Geçen gün bir siyasi liderin ortaya attığı doğal tekel kavramı çok yerindedir. Ne var ki, keşke bu kavram şimdilerde değil de, akla ziyan çılgın projelerin görüşülme ya da ihale aşamalarında gündeme getirilmiş, hatta o dönemlerde parlamentoya girilmeyerek tepki verilmiş olsaydı. Olmadı! Siyasi hırsla adeta bölünen parlamentoya girmek sanki bir namus borcu gibi algılanmakta ve böylece iktidar koalisyonunun akla zarar hemen her projesi muhalefetin de mevcudiyeti ile geçmiş olmaktadır. Halbuki kritik kararların geçişinde Meclise girilmese belki de dünya siyaset literatürüne parlamento diktatörlüğüne karşı etkili siyaset stratejisi kazandırılmış olabilir. Her hal ve koşulda parlamentoda bulunma bir tür obsesif duygu olsa gerek! Ya da, ben siyasetçi olmadığım ve bu maaşla yetinmeye razı olduğum için, bu işlerden fazla anlamıyor olabilirim. Doğal tekel meselesine dönersek, zararın neresinden dönülürse kâr misali, bugünlerde dahi tartışmaların bu boyuta taşınması bence faydalıdır.

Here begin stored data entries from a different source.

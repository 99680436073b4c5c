//! Batch deletion of images by digest.

use serde::Serialize;

use crate::config::DEFAULT_MAX_BATCH_SIZE;
use crate::error::RegistryError;
use crate::registry::ImageRegistry;

/// A digest the registry refused to delete.
#[derive(Debug, Clone, PartialEq, Eq, Serialize)]
pub struct DeletionFailure {
    /// Image digest.
    pub digest: String,
    /// Failure code reported by the registry.
    pub code: String,
    /// Human-readable reason.
    pub reason: String,
}

/// Outcome of deleting images.
#[derive(Debug, Clone, Default, PartialEq, Eq, Serialize)]
pub struct DeletionReport {
    /// Digests that were deleted.
    pub deleted: Vec<String>,
    /// Digests that were rejected.
    pub failures: Vec<DeletionFailure>,
}

impl DeletionReport {
    /// Returns true if every submitted digest was deleted.
    #[must_use]
    pub fn is_complete(&self) -> bool {
        self.failures.is_empty()
    }
}

/// Deletes images from a repository in bounded batches.
#[derive(Debug)]
pub struct ImageDeleter<'a, R: ?Sized> {
    registry: &'a R,
    max_batch_size: usize,
}

impl<'a, R: ImageRegistry + ?Sized> ImageDeleter<'a, R> {
    /// Creates a deleter with the default batch size.
    #[must_use]
    pub const fn new(registry: &'a R) -> Self {
        Self {
            registry,
            max_batch_size: DEFAULT_MAX_BATCH_SIZE,
        }
    }

    /// Sets the maximum number of digests per request. Zero is treated as one.
    #[must_use]
    pub const fn with_max_batch_size(mut self, max_batch_size: usize) -> Self {
        self.max_batch_size = max_batch_size;
        self
    }

    /// Deletes `digests` from `repository`.
    ///
    /// Lists within the batch size go out as a single request. An empty list
    /// returns an empty report without contacting the registry.
    ///
    /// # Errors
    ///
    /// Returns the first request failure unchanged, or `PartialDeletion` as
    /// soon as a batch reports rejected digests. Later batches are not sent.
    pub async fn delete_images(
        &self,
        repository: &str,
        digests: &[String],
    ) -> Result<DeletionReport, RegistryError> {
        let mut report = DeletionReport::default();
        if digests.is_empty() {
            return Ok(report);
        }

        for (batch, chunk) in digests.chunks(self.max_batch_size.max(1)).enumerate() {
            let outcome = self.registry.batch_delete_image(repository, chunk).await?;
            tracing::debug!(
                repository,
                batch,
                submitted = chunk.len(),
                deleted = outcome.deleted.len(),
                "Deleted image batch"
            );

            let complete = outcome.is_complete();
            report.deleted.extend(outcome.deleted);
            if !complete {
                for failure in &outcome.failures {
                    tracing::warn!(
                        repository,
                        digest = %failure.digest,
                        code = %failure.code,
                        reason = %failure.reason,
                        "Image deletion rejected"
                    );
                }
                return Err(RegistryError::PartialDeletion {
                    repository: repository.to_string(),
                    deleted: report.deleted,
                    failures: outcome.failures,
                });
            }
        }

        tracing::info!(repository, deleted = report.deleted.len(), "Deleted images");
        Ok(report)
    }
}

#[cfg(test)]
mod tests {
    use super::*;
    use crate::registry::ImagePage;
    use async_trait::async_trait;
    use std::sync::Mutex;

    /// Records every batch and rejects digests listed in `reject`.
    #[derive(Default)]
    struct RecordingRegistry {
        batches: Mutex<Vec<Vec<String>>>,
        reject: Vec<String>,
    }

    #[async_trait]
    impl ImageRegistry for RecordingRegistry {
        async fn describe_images(
            &self,
            _repository: &str,
            _next_token: Option<&str>,
        ) -> Result<ImagePage, RegistryError> {
            unreachable!("deleter never lists")
        }

        async fn batch_delete_image(
            &self,
            _repository: &str,
            digests: &[String],
        ) -> Result<DeletionReport, RegistryError> {
            self.batches.lock().unwrap().push(digests.to_vec());
            let (failed, deleted): (Vec<String>, Vec<String>) = digests
                .iter()
                .cloned()
                .partition(|d| self.reject.contains(d));
            Ok(DeletionReport {
                deleted,
                failures: failed
                    .into_iter()
                    .map(|digest| DeletionFailure {
                        digest,
                        code: "ImageNotFound".to_string(),
                        reason: "Requested image not found".to_string(),
                    })
                    .collect(),
            })
        }
    }

    fn digests(n: usize) -> Vec<String> {
        (0..n).map(|i| format!("sha256:{i:04}")).collect()
    }

    #[tokio::test]
    async fn test_empty_list_makes_no_request() {
        let registry = RecordingRegistry::default();
        let report = ImageDeleter::new(&registry)
            .delete_images("app", &[])
            .await
            .unwrap();

        assert!(report.deleted.is_empty());
        assert!(report.is_complete());
        assert!(registry.batches.lock().unwrap().is_empty());
    }

    #[tokio::test]
    async fn test_single_batch_within_limit() {
        let registry = RecordingRegistry::default();
        let all = digests(100);
        let report = ImageDeleter::new(&registry)
            .delete_images("app", &all)
            .await
            .unwrap();

        assert_eq!(report.deleted, all);
        assert_eq!(registry.batches.lock().unwrap().len(), 1);
    }

    #[tokio::test]
    async fn test_splits_into_batches() {
        let registry = RecordingRegistry::default();
        let all = digests(7);
        let report = ImageDeleter::new(&registry)
            .with_max_batch_size(3)
            .delete_images("app", &all)
            .await
            .unwrap();

        assert_eq!(report.deleted, all);
        let sizes: Vec<usize> = registry.batches.lock().unwrap().iter().map(Vec::len).collect();
        assert_eq!(sizes, vec![3, 3, 1]);
    }

    #[tokio::test]
    async fn test_rejection_stops_remaining_batches() {
        let registry = RecordingRegistry {
            reject: vec!["sha256:0004".to_string()],
            ..RecordingRegistry::default()
        };
        let result = ImageDeleter::new(&registry)
            .with_max_batch_size(3)
            .delete_images("app", &digests(9))
            .await;

        match result {
            Err(RegistryError::PartialDeletion {
                repository,
                deleted,
                failures,
            }) => {
                assert_eq!(repository, "app");
                assert_eq!(deleted.len(), 5);
                assert_eq!(failures.len(), 1);
                assert_eq!(failures[0].digest, "sha256:0004");
            }
            other => panic!("Expected PartialDeletion, got {other:?}"),
        }
        assert_eq!(registry.batches.lock().unwrap().len(), 2);
    }

    #[tokio::test]
    async fn test_zero_batch_size_treated_as_one() {
        let registry = RecordingRegistry::default();
        ImageDeleter::new(&registry)
            .with_max_batch_size(0)
            .delete_images("app", &digests(2))
            .await
            .unwrap();

        assert_eq!(registry.batches.lock().unwrap().len(), 2);
    }
}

O halde, meseleye biraz yakından bakalım; nedir tabii tekel ya da daha teknik adıyla azalan maliyetli işletme kavramı, bu tür işletmelerde maliyet ve arz koşulları nasıl oluşur ve devletin bu alandaki rolü ve etkisi nedir?
Siyasi liderin bu konudaki tartışmasına dönersek, verdiği örnekte İngiltere’nin elektrik dağıtım şebekesini özelleştirmediği ifade edildi. Doğrudur; hatta ona ilaveten, Japonya’da demir yolları devletin, demir yolları üzerindeki taşıma işletmeciliği ise kısmen özeldir. Hemen her ülkede hava yolları özeldir, fakat havaalanları devletindir. Umarım, bir hata yapıp, havaalanlarının halen devlette olduğunu ve oraların da özelleştirilerek siyasi kazanç sağlanabileceğini siyasilere hatırlatmış olmamışımdır!

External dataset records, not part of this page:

//! # Tagprune Registry
//!
//! Amazon ECR access for `tagprune`: paginated listing and batch deletion of
//! images in a repository.
//!
//! ## Features
//!
//! - **ECR JSON API**: `DescribeImages` and `BatchDeleteImage` over HTTPS
//! - **Multiple Auth Methods**: AWS Signature Version 4, Basic, Bearer token, or none
//! - **Pagination**: Follows continuation tokens with a page cap
//! - **Batching**: Splits large deletions into requests the service accepts
//!
//! ## Quick Start
//!
//! ```rust,no_run
//! use tagprune_registry::{AwsCredentials, EcrClient, ImageLister, RegistryAuth, RegistryConfig};
//!
//! #[tokio::main]
//! async fn main() -> Result<(), Box<dyn std::error::Error>> {
//!     let config = RegistryConfig::new("us-east-1")
//!         .with_auth(RegistryAuth::aws(AwsCredentials::from_env()?));
//!
//!     let client = EcrClient::new(config)?;
//!     let images = ImageLister::new(&client).list_images("my-app").await?;
//!     println!("{} images", images.len());
//!
//!     Ok(())
//! }
//! ```
//!
//! ## Architecture
//!
//! ```text
//! ┌──────────────┐   ┌──────────────┐
//! │ ImageLister  │   │ ImageDeleter │
//! └──────┬───────┘   └──────┬───────┘
//!        └────────┬─────────┘
//!                 ▼
//!       ┌───────────────────┐
//!       │ dyn ImageRegistry │
//!       └─────────┬─────────┘
//!                 ▼
//!       ┌───────────────────┐
//!       │ EcrClient (HTTP)  │──▶ SigV4Signer
//!       └───────────────────┘
//! ```

#![deny(missing_docs)]
#![deny(clippy::all)]
#![warn(clippy::pedantic)]
#![warn(clippy::nursery)]

mod client;
mod config;
mod deleter;
pub mod ecr;
mod error;
mod lister;
mod registry;
mod sigv4;

pub use client::EcrClient;
pub use config::{
    AwsCredentials, RegistryAuth, RegistryConfig, DEFAULT_MAX_BATCH_SIZE, DEFAULT_MAX_PAGES,
};
pub use deleter::{DeletionFailure, DeletionReport, ImageDeleter};
pub use error::RegistryError;
pub use lister::ImageLister;
pub use registry::{ImagePage, ImageRegistry};
pub use sigv4::{CanonicalRequest, SigV4Signer, SignedHeaders};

Şimdi konunun teknik boyutuna gelelim. Derin teknik açıklamalara girmeden, sarsıcı bir iki şey hemen söyleyeyim. Birincisi, bu tür işletmeler tekeldir ve bunların tekel olmaları doğaldır; yani, ikinci bir işletmenin bu alana girmesi hem işletmeler hem de ülke için akla ziyandır. İkinci işletme bu alana giremez diye bir kural yoktur, fakat ekonomi kuralına göre alanda tek işletmenin olması gerekir, çünkü ikinci işletmenin varlığında özel işletmeler kâr eder, fakat ülke büyük masraflara sürüklenir. Yani, işletmelerin kârı ülke ekonomisinin zararınadır. Sebebi çok teknik olan bu meseleyi burada şöyle kapatalım, iki ya da daha fazla işletme olduğunda her bir işletme kâr ederken kapasite altında çalışır ve atıl kalan anlamsız yoğun yatırımlar yapılmış olur. Üretim fiyatı atıl yatırımların maliyeti ve tekel fiyatlamasının aşırı kârından oluşur. İşte bundan dolayı, yatırımların etkinliği ve maliyet tasarrufu gayesi ile havaalanları, demir yolları, elektrik şebekeleri ve hatlarla iletişim sağlanan teknoloji tüketim alanları doğal tekeldir. Ancak veri altyapıyı kullanan şebekeler özel olabilir. Fakat burada da kamu yararına fiyat denetimi yapabilmek için, İngiltere’de olduğu üzere, ya özel firmalara hat izninde sıkı denetim yapılır ya da ana hat devletin elinde tutulur, özelleştirilmez.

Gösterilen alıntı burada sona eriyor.